遠軽高等女学生に関しては、戦時中は学業として、他の学校同様に「学徒勤労報国隊」を組織し、…滝上濁川のベニヤ工場に駆り出された、と記述している。滝上の工場も、終戦後「北見合板木材株式会社」となったが、昭和26年の火災焼失により「太田木材株式会社」となった。

以上の報告を受けたので、いずれ何らかの形で活用したいと考え、長らく文章を保存してきたが、いよいよ父親の関連で取り上げる時が来た。というのは、父親は昭和3年3月生まれで、小学1年生の時に病気で1年留年したことから、旧制遠軽中学時代は一学年下の昭和3年生まれと同学年であった。当時、旧制中学は昭和2年生まれは同15年4月入学して同20年3月卒業、昭和3年生まれは同16年4月入学して1年早く同20年3月卒業、昭和4年生まれは同17年4月入学して同22年3月卒業している。つまり、昭和3年生まれは、満足な学業を得ずに1年早く卒業させられたので、なおさら父親の学年に関心を持ったのだ。

そうした中で最近、当時を回想する文面に触れた。

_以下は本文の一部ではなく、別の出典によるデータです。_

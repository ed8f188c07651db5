use crate::{
    common::validate_positive_decimal,
    db::{supports_row_locks, with_transaction, DbPool},
    entities::{location, stock_movement},
    errors::ServiceError,
    events::{Event, EventSender},
    services::{
        catalog::{require_location, require_lot_for_product, require_product},
        ledger::{self, generate_code, NewMovement, TRANSFER_REFERENCE_PREFIX},
        movement_policy::MovementIntent,
    },
};
use rust_decimal::Decimal;
use sea_orm::*;
use serde::{Deserialize, Serialize};
use std::sync::Arc;
use std::time::Instant;
use tracing::{debug, info, instrument, warn};
use utoipa::ToSchema;
use uuid::Uuid;
use validator::{Validate, ValidationError};

#[derive(Debug, Clone, Deserialize, Validate, ToSchema)]
#[serde(rename_all = "camelCase")]
#[validate(schema(function = "validate_distinct_locations"))]
pub struct TransferStockRequest {
    pub product_id: Uuid,
    #[validate(custom = "validate_positive_decimal")]
    #[schema(value_type = String, example = "30")]
    pub quantity: Decimal,
    pub from_location_id: Uuid,
    pub to_location_id: Uuid,
    pub lot_id: Uuid,
    /// Shared by both legs. Generated as `TRANS-XXXXXXXX` when absent.
    #[validate(length(max = 128))]
    pub reference: Option<String>,
}

fn validate_distinct_locations(request: &TransferStockRequest) -> Result<(), ValidationError> {
    if request.from_location_id == request.to_location_id {
        let mut err = ValidationError::new("same_location");
        err.message = Some("fromLocationId and toLocationId must differ".into());
        return Err(err);
    }
    Ok(())
}

#[derive(Debug, Clone, Serialize, ToSchema)]
#[serde(rename_all = "camelCase")]
pub struct TransferStockResult {
    pub outbound: stock_movement::Model,
    pub inbound: stock_movement::Model,
    pub reference: String,
    pub message: String,
}

#[derive(Clone)]
pub struct TransferService {
    db_pool: Arc<DbPool>,
    event_sender: Arc<EventSender>,
}

impl TransferService {
    pub fn new(db_pool: Arc<DbPool>, event_sender: Arc<EventSender>) -> Self {
        Self {
            db_pool,
            event_sender,
        }
    }

    /// Moves stock between two locations as a linked debit/credit pair.
    /// The product cache is left alone; the net effect across locations is zero.
    #[instrument(skip(self, request), fields(
        product_id = %request.product_id,
        from = %request.from_location_id,
        to = %request.to_location_id,
        quantity = %request.quantity,
    ))]
    pub async fn transfer(
        &self,
        request: TransferStockRequest,
    ) -> Result<TransferStockResult, ServiceError> {
        request.validate()?;
        let started = Instant::now();

        let result = with_transaction(self.db_pool.as_ref(), move |txn| {
            Box::pin(async move { transfer_in_txn(txn, request).await })
        })
        .await;

        crate::metrics::record_workflow("transfer", started.elapsed(), &result);

        match &result {
            Ok(outcome) => {
                crate::metrics::record_transfer_volume(outcome.inbound.quantity.amount());
                info!(reference = %outcome.reference, "Stock transferred");
                if let (Some(from), Some(to)) =
                    (outcome.outbound.location_id, outcome.inbound.location_id)
                {
                    self.event_sender.publish(Event::StockTransferred {
                        product_id: outcome.inbound.product_id,
                        from_location_id: from,
                        to_location_id: to,
                        quantity: outcome.inbound.quantity.amount(),
                        reference: outcome.reference.clone(),
                    });
                }
            }
            Err(e) => warn!(error = %e, "Stock transfer rejected"),
        }

        result
    }
}

async fn transfer_in_txn(
    txn: &DatabaseTransaction,
    request: TransferStockRequest,
) -> Result<TransferStockResult, ServiceError> {
    require_product(txn, request.product_id).await?;
    lock_source_location(txn, request.from_location_id).await?;
    require_location(txn, request.to_location_id, "Destination").await?;
    require_lot_for_product(txn, request.lot_id, request.product_id).await?;

    let available =
        ledger::available_stock(txn, request.product_id, request.from_location_id).await?;
    if request.quantity > available {
        return Err(ServiceError::InsufficientStock {
            product_id: request.product_id,
            location_id: request.from_location_id,
            available,
            requested: request.quantity,
        });
    }

    let reference = request
        .reference
        .as_deref()
        .map(str::trim)
        .filter(|r| !r.is_empty())
        .map(str::to_string)
        .unwrap_or_else(|| generate_code(TRANSFER_REFERENCE_PREFIX));

    let outbound = ledger::append(
        txn,
        NewMovement {
            product_id: request.product_id,
            location_id: Some(request.from_location_id),
            lot_id: Some(request.lot_id),
            reference: Some(reference.clone()),
            reason: None,
            intent: MovementIntent::TransferOut {
                quantity: request.quantity,
            },
        },
    )
    .await?;

    let inbound = ledger::append(
        txn,
        NewMovement {
            product_id: request.product_id,
            location_id: Some(request.to_location_id),
            lot_id: Some(request.lot_id),
            reference: Some(reference.clone()),
            reason: None,
            intent: MovementIntent::TransferIn {
                quantity: request.quantity,
            },
        },
    )
    .await?;

    let message = format!(
        "Transferred {} from {} to {}",
        request.quantity, request.from_location_id, request.to_location_id
    );
    Ok(TransferStockResult {
        outbound,
        inbound,
        reference,
        message,
    })
}

/// Loads the source location, holding a row lock on backends that have them
/// so concurrent transfers out of one location check stock one at a time.
async fn lock_source_location(
    txn: &DatabaseTransaction,
    location_id: Uuid,
) -> Result<location::Model, ServiceError> {
    if !supports_row_locks(txn.get_database_backend()) {
        return require_location(txn, location_id, "Source").await;
    }

    debug!(%location_id, "Locking source location");
    location::Entity::find_by_id(location_id)
        .lock_exclusive()
        .one(txn)
        .await?
        .ok_or_else(|| ServiceError::NotFound(format!("Source location {}", location_id)))
}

最初は、昨年7月に地元有志が発行した冊子「体験記 私たちの戦中・終戦直後史」(編著者=我孫子市史研究センター)の中に掲載された「敗戦直後の学生生活ー三谷和夫」の一節である。

ー私は昭和3(1928)年、三重県鈴鹿市に生まれ、16年3月小学校を卒業、4月三重県立神戸中学校に入学した。16年12月、日本はアメリカ・イギリスに宣戦布告、太平洋戦争が始まる。

昭和19年7月、戦局悪化、中学生も学校で学習を続けることは許されず、勤労動員に出動、私たちは三重県楠町の名古屋陸軍造兵廠楠製造所にて兵器(対戦車砲、航空機関砲)の生産に従事した。やがて昼夜二交替制勤務となり、正月もなく元日も夜間勤務であった。

昭和20年3月、私たち中学4年生は、5年制の中学校を、戦時特例として4年にて中学卒業となり、5年生と同時に卒業式に出席した。

中学を卒業すれば、それぞれ自由に自分の進路を応じて学校を離れるはずだが、時局はそれを許さず、陸軍士官学校海軍兵学校入学予定者はそれぞれの道を進んだが、他の上級学校進学者には、中学校の勤労動員を継続せよとの指令が出た。私は浜松工業専門学校(現静岡大学工学部)の入学式に臨むべきところを、そのままずるずると工場勤務に従わざるを得なかった。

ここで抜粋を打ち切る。